Monday 15 August 2011

Flamingos and moonscapes

Returning now to our desert trip, after a brief jaunt to the Elqui Valley (in a literary sense that is).

Sightseeing in the Atacama Desert requires booking tours, of which there are hundreds. That is, there are hundreds of companies (or at least it feels that way) but the tour content of each is much of a muchness. Going by a recommendation, we opted for Desert Adventure and reserved everything before we left Santiago.

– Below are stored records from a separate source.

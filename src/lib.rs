// SPDX-License-Identifier: MIT OR Apache-2.0
// Copyright (c) 2025 dagflow contributors

//! # dagflow - Declarative Workflow Orchestrator
//!
//! `dagflow` turns typed task definitions into a DAG, compiles it into a
//! deterministic manifest and runs it on a bounded worker pool while a run
//! tracker records every node transition.
//!
//! ## Features
//!
//! - **Typed wiring** - Every connection is checked against declared input and output types
//! - **Conditional branches** - Tasks can be gated on a parameter or an upstream output
//! - **Deterministic manifests** - Identical pipelines compile to byte-identical output
//! - **Tracked runs** - Experiments, runs and node states survive process restarts
//!
//! ## Quick Start
//!
//! ```bash
//! # Check a pipeline file
//! dagflow validate pipeline.yaml
//!
//! # Compile it to a manifest
//! dagflow compile pipeline.yaml -o manifest.json
//!
//! # Run it
//! dagflow run pipeline.yaml -p accuracy_threshold=0.8
//! ```

pub mod artifact;
pub mod cache;
pub mod cli;
pub mod client;
pub mod compiler;
pub mod config;
pub mod errors;
pub mod executors;
pub mod pipeline;
pub mod scheduler;
pub mod tracker;
pub mod utils;

// Re-export commonly used types
pub use artifact::{DataType, ParamValue, Value};
pub use client::{ManifestSource, Orchestrator};
pub use compiler::{compile, Manifest};
pub use errors::{DagflowError, DagflowResult};
pub use executors::{body_fn, BodyRegistry, LocalSubstrate, TaskBody, TaskContext, TaskOutputs};
pub use pipeline::{BodyRef, Pipeline, PipelineBuilder, TaskDefinition};
pub use scheduler::{Scheduler, SchedulerConfig};
pub use tracker::{FilesystemTracker, InMemoryTracker, NodeStatus, Run, RunStatus, RunTracker};

/// Library version
pub const VERSION: &str = env!("CARGO_PKG_VERSION");
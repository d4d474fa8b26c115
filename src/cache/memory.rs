// SPDX-License-Identifier: MIT OR Apache-2.0
// Copyright (c) 2025 dagflow contributors

//! In-memory manifest store

use async_trait::async_trait;
use std::collections::HashMap;
use std::time::SystemTime;
use tokio::sync::RwLock;

use super::{CacheStats, ManifestStore, StoredEntry, StoredManifest};
use crate::compiler::Manifest;
use crate::errors::DagflowError;

/// Manifest store kept in process memory
#[derive(Debug, Default)]
pub struct MemoryManifestStore {
    entries: RwLock<HashMap<String, StoredEntry>>,
}

impl MemoryManifestStore {
    pub fn new() -> Self {
        Self::default()
    }
}

#[async_trait]
impl ManifestStore for MemoryManifestStore {
    async fn get(&self, digest: &str) -> Result<Option<Manifest>, DagflowError> {
        Ok(self.entries.read().await.get(digest).map(|e| e.manifest.clone()))
    }

    async fn store(&self, manifest: &Manifest) -> Result<String, DagflowError> {
        let digest = manifest.digest()?;
        self.entries
            .write()
            .await
            .entry(digest.clone())
            .or_insert_with(|| StoredEntry {
                timestamp: SystemTime::now(),
                digest: digest.clone(),
                manifest: manifest.clone(),
            });
        Ok(digest)
    }

    async fn remove(&self, digest: &str) -> Result<(), DagflowError> {
        self.entries.write().await.remove(digest);
        Ok(())
    }

    async fn clear(&self) -> Result<(), DagflowError> {
        self.entries.write().await.clear();
        Ok(())
    }

    async fn list(&self) -> Result<Vec<StoredManifest>, DagflowError> {
        let mut listed: Vec<StoredManifest> = self.entries.read().await.values().map(StoredEntry::summary).collect();
        listed.sort_by(|a, b| b.stored_at.cmp(&a.stored_at));
        Ok(listed)
    }

    async fn stats(&self) -> Result<CacheStats, DagflowError> {
        let entries = self.entries.read().await;
        let mut size = 0u64;
        for entry in entries.values() {
            size += serde_json::to_vec(&entry.manifest)?.len() as u64;
        }
        let listed: Vec<StoredManifest> = entries.values().map(StoredEntry::summary).collect();
        Ok(CacheStats::from_entries(&listed, size))
    }
}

Our first tour of the trip was to the Salar de Atacama to see some flamingos. But we were left dangling tantalised for a while; first we were taken to a nearby river oasis, where fruit grows in the middle of the arid wasteland; second, to the village of Toconao, with an interesting church and bell tower and a handicraft shop. Finally, as the sun began to set, we were taken to the Salar.

The Salar de Atacama is a vast salt flat, formed when rivers coming down from the mountains simply dry up in the desert heat. We were surprised to discover that the Chilean flats aren't the dazzling white expanses we were expecting; instead, the wind and the sand of the desert churns them up into a brown, knobbly texture - a little like the top of a crumble!


It's a stunning view, with salt and sand as far as the eye can see on one side, and volcanoes on the other. And plonked right in the middle, are a series of lagoons created by underground water sources, on which live the flamingos. 


Showing a surprising lack of timidity, the flamingos continued eating, drinking and roosting as flocks of cooing tourists snapped photo after photo of a sunset flushed with pink.


On the second afternoon, we travelled out to the Valle de la Muerte (Valley of Death) and Valle de la Luna (Moon Valley). Both are unreal landscapes, carved into the stone and sand by the constantly eroding force of the wind. In Valle de la Luna, we saw the obligatory Tres Marias rock formation, which is sadly now only two Marias after an unknown culprit knocked part of it down. We also saw an old salt mine and miners refuge now returned to the sands.



The afternoon culminated in another breathtaking sunset, the dry rock awash with soft pinks and oranges and long shadows sliding up the sides of the mountains. We had to be dragged away by our tour guide, or we would have been tumbling back down the sand dunes in the dark.